Can My Diet Improve My Joint Health?
You, a friend or family member may be suffering from joint problems such as arthritis. Wondering if there are things you can do to improve your joint health?
First, you need to know some basics.
Our joints are made up of ligaments, tendons, fluid-filled pouches called bursae, bones, and muscles. Keeping your joints doing what they do best—all that lifting, twisting, flexing, and extending—is easy when you follow these two tips.
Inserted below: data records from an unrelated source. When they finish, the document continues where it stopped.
use byteorder::{LittleEndian, ReadBytesExt, WriteBytesExt};
use log::debug;
use std::fs::{self, File, OpenOptions};
use std::io::{self, Cursor, Read, Seek, SeekFrom, Write};
use std::path::{Path, PathBuf};

use crate::core::common::error::OxibaseError;
use crate::core::common::types::PageNum;

/// Fixed page size. The whole stack reads and writes in these units.
pub const PAGE_SIZE: usize = 4096;

/// Bytes reserved at the front of every paged file for [`FileHeader`].
/// A full page keeps the data pages aligned; only the first few bytes
/// are meaningful.
pub const FILE_HEADER_SIZE: usize = PAGE_SIZE;

/// On-disk sentinel for "no page" in free-list links.
pub(crate) const NO_PAGE: i32 = -1;

/// Per-file header persisted in the file's first [`FILE_HEADER_SIZE`]
/// bytes: total page count and the head of the free-page list. Held in
/// memory while the file is open and written back at close when dirty.
#[derive(Debug, Clone, Copy, PartialEq, Eq, Default)]
pub struct FileHeader {
    pub num_pages: u32,
    pub first_free: Option<PageNum>,
}

impl FileHeader {
    const SERIALIZED_SIZE: usize = 8;
}

/// Block I/O facade over one paged file.
///
/// Pages live at byte offset `FILE_HEADER_SIZE + n * PAGE_SIZE`. The
/// layer treats page contents as opaque; interpreting them is the
/// caller's business. Physical I/O is counted by the buffer pool, which
/// is the only caller of the page read/write paths.
#[derive(Debug)]
pub struct DiskManager {
    file: File,
    path: PathBuf,
}

impl DiskManager {
    /// Creates a new paged file holding an empty header. Fails if the
    /// file already exists.
    pub fn create(path: &Path) -> Result<(), OxibaseError> {
        let file = OpenOptions::new()
            .read(true)
            .write(true)
            .create_new(true)
            .open(path)?;
        let mut dm = DiskManager { file, path: path.to_path_buf() };
        dm.write_header(&FileHeader::default())?;
        debug!("created paged file '{}'", path.display());
        Ok(())
    }

    /// Removes the host file.
    pub fn destroy(path: &Path) -> Result<(), OxibaseError> {
        fs::remove_file(path)?;
        debug!("destroyed paged file '{}'", path.display());
        Ok(())
    }

    /// Opens an existing paged file read/write.
    pub fn open(path: &Path) -> Result<Self, OxibaseError> {
        let file = OpenOptions::new().read(true).write(true).open(path)?;
        Ok(DiskManager { file, path: path.to_path_buf() })
    }

    pub fn path(&self) -> &Path {
        &self.path
    }

    fn page_offset(page: PageNum) -> u64 {
        FILE_HEADER_SIZE as u64 + u64::from(page.0) * PAGE_SIZE as u64
    }

    /// Reads page `page` into `buf`.
    ///
    /// A read landing at or past end of file is [`OxibaseError::Eof`]; a
    /// transfer torn mid-page is [`OxibaseError::IncompleteRead`].
    pub fn read_page(
        &mut self,
        page: PageNum,
        buf: &mut [u8; PAGE_SIZE],
    ) -> Result<(), OxibaseError> {
        self.file.seek(SeekFrom::Start(Self::page_offset(page)))?;
        let mut got = 0usize;
        while got < PAGE_SIZE {
            match self.file.read(&mut buf[got..]) {
                Ok(0) => break,
                Ok(n) => got += n,
                Err(e) if e.kind() == io::ErrorKind::Interrupted => {}
                Err(e) => return Err(e.into()),
            }
        }
        match got {
            0 => Err(OxibaseError::Eof { page }),
            n if n < PAGE_SIZE => {
                Err(OxibaseError::IncompleteRead { page, got: n, expected: PAGE_SIZE })
            }
            _ => Ok(()),
        }
    }

    /// Writes page `page`. Writing past the current end extends the
    /// file; that is how freshly allocated pages first reach disk.
    pub fn write_page(
        &mut self,
        page: PageNum,
        buf: &[u8; PAGE_SIZE],
    ) -> Result<(), OxibaseError> {
        self.file.seek(SeekFrom::Start(Self::page_offset(page)))?;
        let mut written = 0usize;
        while written < PAGE_SIZE {
            match self.file.write(&buf[written..]) {
                Ok(0) => {
                    return Err(OxibaseError::IncompleteWrite {
                        page,
                        got: written,
                        expected: PAGE_SIZE,
                    })
                }
                Ok(n) => written += n,
                Err(e) if e.kind() == io::ErrorKind::Interrupted => {}
                Err(e) => return Err(e.into()),
            }
        }
        Ok(())
    }

    pub fn read_header(&mut self) -> Result<FileHeader, OxibaseError> {
        let mut buf = [0u8; FileHeader::SERIALIZED_SIZE];
        self.file
            .seek(SeekFrom::Start(0))
            .and_then(|_| self.file.read_exact(&mut buf))
            .map_err(|e| OxibaseError::HeaderRead(e.to_string()))?;
        let mut cursor = Cursor::new(&buf[..]);
        let num_pages = cursor
            .read_u32::<LittleEndian>()
            .map_err(|e| OxibaseError::HeaderRead(e.to_string()))?;
        let raw_free = cursor
            .read_i32::<LittleEndian>()
            .map_err(|e| OxibaseError::HeaderRead(e.to_string()))?;
        let first_free = (raw_free >= 0).then(|| PageNum(raw_free as u32));
        Ok(FileHeader { num_pages, first_free })
    }

    pub fn write_header(&mut self, header: &FileHeader) -> Result<(), OxibaseError> {
        let mut buf = [0u8; FileHeader::SERIALIZED_SIZE];
        {
            let mut cursor = Cursor::new(&mut buf[..]);
            cursor
                .write_u32::<LittleEndian>(header.num_pages)
                .and_then(|_| {
                    cursor.write_i32::<LittleEndian>(
                        header.first_free.map_or(NO_PAGE, |p| p.0 as i32),
                    )
                })
                .map_err(|e| OxibaseError::HeaderWrite(e.to_string()))?;
        }
        self.file
            .seek(SeekFrom::Start(0))
            .and_then(|_| self.file.write_all(&buf))
            .map_err(|e| OxibaseError::HeaderWrite(e.to_string()))?;
        Ok(())
    }
}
First, stay hydrated. Remember when I mentioned the bursae up above? These little pouches act like shock absorbers; they keep our joints from grinding against each other, in the same way that a rubber tire keeps your bike rim from scraping against the ground. Lose the bounciness in that bursa, and you’ve got problems. Not only will staying hydrated help this buffer pouch out, but it will keep your muscles, ligaments, and tendons performing well.
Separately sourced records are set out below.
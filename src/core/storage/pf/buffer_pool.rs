use log::debug;
use serde::Deserialize;
use std::collections::{HashMap, VecDeque};
use std::sync::{Arc, Mutex, RwLock};

use crate::core::common::error::OxibaseError;
use crate::core::common::types::{FileId, PageNum};
use crate::core::storage::pf::disk_manager::{DiskManager, PAGE_SIZE};

/// Shared handle to one frame's page bytes. Callers read and write
/// through it while they hold a pin on the page.
pub type PageData = Arc<RwLock<[u8; PAGE_SIZE]>>;

/// Which unpinned frame the pool evicts when it needs room.
#[derive(Debug, Clone, Copy, PartialEq, Eq, Deserialize)]
#[serde(rename_all = "lowercase")]
pub enum ReplacementPolicy {
    /// Evict the least recently released frame.
    Lru,
    /// Evict the most recently released frame.
    Mru,
}

/// I/O counters. `logical_reads` counts pins; the physical counters
/// count page transfers to and from disk. Header I/O is not counted.
#[derive(Debug, Clone, Copy, Default, PartialEq, Eq)]
pub struct IoStats {
    pub logical_reads: u64,
    pub physical_reads: u64,
    pub physical_writes: u64,
}

impl IoStats {
    /// Fraction of pins served without touching disk.
    pub fn hit_rate(&self) -> f64 {
        if self.logical_reads == 0 {
            return 0.0;
        }
        (self.logical_reads - self.physical_reads) as f64 / self.logical_reads as f64
    }
}

#[derive(Debug)]
struct Frame {
    key: Option<(FileId, PageNum)>,
    data: PageData,
    pin_count: u32,
    dirty: bool,
    /// Disk handle of the owning file, so a dirty victim can be written
    /// back no matter which file's page is being pinned.
    disk: Option<Arc<Mutex<DiskManager>>>,
}

impl Frame {
    fn new() -> Self {
        Frame {
            key: None,
            data: Arc::new(RwLock::new([0u8; PAGE_SIZE])),
            pin_count: 0,
            dirty: false,
            disk: None,
        }
    }

    fn reset(&mut self) {
        self.key = None;
        self.pin_count = 0;
        self.dirty = false;
        self.disk = None;
    }
}

/// Fixed-capacity pool of page frames.
///
/// Three structures index the frames and must agree at all times: the
/// hash index mapping `(file, page)` to a resident frame, the free-frame
/// pool of empty frames, and the replacement list of unpinned resident
/// frames ordered by release time (head = most recently released). A
/// pinned frame appears in the hash index only.
pub struct BufferPool {
    frames: Vec<Frame>,
    page_table: HashMap<(FileId, PageNum), usize>,
    free_frames: VecDeque<usize>,
    replace_list: VecDeque<usize>,
    policy: ReplacementPolicy,
    stats: IoStats,
}

impl BufferPool {
    pub fn new(capacity: usize, policy: ReplacementPolicy) -> Self {
        let mut frames = Vec::with_capacity(capacity);
        let mut free_frames = VecDeque::with_capacity(capacity);
        for i in 0..capacity {
            frames.push(Frame::new());
            free_frames.push_back(i);
        }
        BufferPool {
            frames,
            page_table: HashMap::new(),
            free_frames,
            replace_list: VecDeque::new(),
            policy,
            stats: IoStats::default(),
        }
    }

    pub fn capacity(&self) -> usize {
        self.frames.len()
    }

    /// Takes effect at the next eviction.
    pub fn set_policy(&mut self, policy: ReplacementPolicy) {
        self.policy = policy;
    }

    pub fn stats(&self) -> IoStats {
        self.stats
    }

    pub fn reset_stats(&mut self) {
        self.stats = IoStats::default();
    }

    pub fn is_pinned(&self, file: FileId, page: PageNum) -> bool {
        self.page_table
            .get(&(file, page))
            .is_some_and(|&idx| self.frames[idx].pin_count > 0)
    }

    /// Pins `(file, page)`, reading it from disk on a miss. Every call
    /// counts as one logical read.
    pub fn fetch(
        &mut self,
        file: FileId,
        page: PageNum,
        disk: &Arc<Mutex<DiskManager>>,
    ) -> Result<PageData, OxibaseError> {
        self.stats.logical_reads += 1;
        if let Some(&idx) = self.page_table.get(&(file, page)) {
            let frame = &mut self.frames[idx];
            frame.pin_count += 1;
            // Pinned frames leave the replacement list.
            self.replace_list.retain(|&i| i != idx);
            return Ok(Arc::clone(&frame.data));
        }

        let idx = self.take_victim()?;
        let read_result = {
            let mut buf = self.frames[idx].data.write().unwrap();
            disk.lock().unwrap().read_page(page, &mut buf)
        };
        if let Err(e) = read_result {
            self.frames[idx].reset();
            self.free_frames.push_back(idx);
            return Err(e);
        }
        self.stats.physical_reads += 1;
        self.install(idx, file, page, disk);
        Ok(Arc::clone(&self.frames[idx].data))
    }

    /// Pins `(file, page)` with a zero-filled buffer, for a page that
    /// does not exist on disk yet.
    pub fn fetch_new(
        &mut self,
        file: FileId,
        page: PageNum,
        disk: &Arc<Mutex<DiskManager>>,
    ) -> Result<PageData, OxibaseError> {
        self.stats.logical_reads += 1;
        if self.page_table.contains_key(&(file, page)) {
            return Err(OxibaseError::PageInBuffer { file, page });
        }
        let idx = self.take_victim()?;
        self.frames[idx].data.write().unwrap().fill(0);
        self.install(idx, file, page, disk);
        Ok(Arc::clone(&self.frames[idx].data))
    }

    /// Releases one pin, ORing in the caller's dirty hint. A frame whose
    /// pin count reaches zero becomes the most recently released entry of
    /// the replacement list.
    pub fn unpin(
        &mut self,
        file: FileId,
        page: PageNum,
        dirty: bool,
    ) -> Result<(), OxibaseError> {
        let &idx = self
            .page_table
            .get(&(file, page))
            .ok_or(OxibaseError::PageNotInBuffer { file, page })?;
        let frame = &mut self.frames[idx];
        if frame.pin_count == 0 {
            return Err(OxibaseError::PageUnfixed { file, page });
        }
        frame.dirty |= dirty;
        frame.pin_count -= 1;
        if frame.pin_count == 0 {
            self.replace_list.push_front(idx);
        }
        Ok(())
    }

    /// Flags a pinned page as modified. The frame's recency is refreshed
    /// when the pin is released.
    pub fn mark_dirty(&mut self, file: FileId, page: PageNum) -> Result<(), OxibaseError> {
        let &idx = self
            .page_table
            .get(&(file, page))
            .ok_or(OxibaseError::PageNotInBuffer { file, page })?;
        let frame = &mut self.frames[idx];
        if frame.pin_count == 0 {
            return Err(OxibaseError::PageUnfixed { file, page });
        }
        frame.dirty = true;
        Ok(())
    }

    /// Writes back and drops every resident page of `file`. Fails with
    /// `PageFixed` before touching anything if some page is still pinned.
    pub fn flush_file(&mut self, file: FileId) -> Result<(), OxibaseError> {
        let owned: Vec<usize> = self
            .frames
            .iter()
            .enumerate()
            .filter(|(_, f)| matches!(f.key, Some((owner, _)) if owner == file))
            .map(|(i, _)| i)
            .collect();

        for &idx in &owned {
            if self.frames[idx].pin_count > 0 {
                if let Some((file, page)) = self.frames[idx].key {
                    return Err(OxibaseError::PageFixed { file, page });
                }
            }
        }

        for idx in owned {
            self.write_back(idx)?;
            if let Some(key) = self.frames[idx].key {
                self.page_table.remove(&key);
            }
            self.replace_list.retain(|&i| i != idx);
            self.frames[idx].reset();
            self.free_frames.push_back(idx);
        }
        Ok(())
    }

    fn install(
        &mut self,
        idx: usize,
        file: FileId,
        page: PageNum,
        disk: &Arc<Mutex<DiskManager>>,
    ) {
        let frame = &mut self.frames[idx];
        frame.key = Some((file, page));
        frame.pin_count = 1;
        frame.dirty = false;
        frame.disk = Some(Arc::clone(disk));
        self.page_table.insert((file, page), idx);
    }

    /// A free frame if one exists, else a victim chosen from the
    /// replacement list per policy. Every listed frame has pin count
    /// zero, so the list ends are always legal victims.
    fn take_victim(&mut self) -> Result<usize, OxibaseError> {
        if let Some(idx) = self.free_frames.pop_front() {
            return Ok(idx);
        }
        let idx = match self.policy {
            ReplacementPolicy::Lru => self.replace_list.pop_back(),
            ReplacementPolicy::Mru => self.replace_list.pop_front(),
        }
        .ok_or(OxibaseError::NoBuffer)?;

        if let Err(e) = self.evict(idx) {
            match self.policy {
                ReplacementPolicy::Lru => self.replace_list.push_back(idx),
                ReplacementPolicy::Mru => self.replace_list.push_front(idx),
            }
            return Err(e);
        }
        Ok(idx)
    }

    fn evict(&mut self, idx: usize) -> Result<(), OxibaseError> {
        self.write_back(idx)?;
        let key = self.frames[idx]
            .key
            .ok_or_else(|| OxibaseError::Internal("victim frame holds no page".into()))?;
        self.page_table.remove(&key);
        debug!("evicted page {} of file {}", key.1, key.0);
        Ok(())
    }

    /// Writes a dirty frame's page to its owning file and clears the
    /// dirty flag. Clean frames are left alone.
    fn write_back(&mut self, idx: usize) -> Result<(), OxibaseError> {
        if !self.frames[idx].dirty {
            return Ok(());
        }
        let (file, page) = self.frames[idx]
            .key
            .ok_or_else(|| OxibaseError::Internal("dirty frame holds no page".into()))?;
        let disk = self.frames[idx]
            .disk
            .clone()
            .ok_or_else(|| OxibaseError::Internal("dirty frame has no disk handle".into()))?;
        {
            let buf = self.frames[idx].data.read().unwrap();
            disk.lock().unwrap().write_page(page, &buf)?;
        }
        self.frames[idx].dirty = false;
        self.stats.physical_writes += 1;
        debug!("wrote back page {page} of file {file}");
        Ok(())
    }
}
Shoot for about 90 ounces of fluids per day, unless you have kidney problems or heart problems—in that case talk to your doctor about how best to stay hydrated.
The second tip involves consuming anti-inflammatory foods. We talk a lot about inflammation on our site, so you may not be surprised to hear that eating anti-inflammatory foods will help keep your joints healthy. Though there are many kinds of arthritis such as osteoarthritis, gout, and rheumatoid arthritis, they all have one thing in common—inflammation. So go buck wild on leafy greens, ginger, berries, turmeric, and green tea; your joints will thank you.
The great thing about a hydrating, anti-inflammatory diet is that it not only keeps your joints healthy, but also your entire body—your heart, your eyes, digestive track, and skin.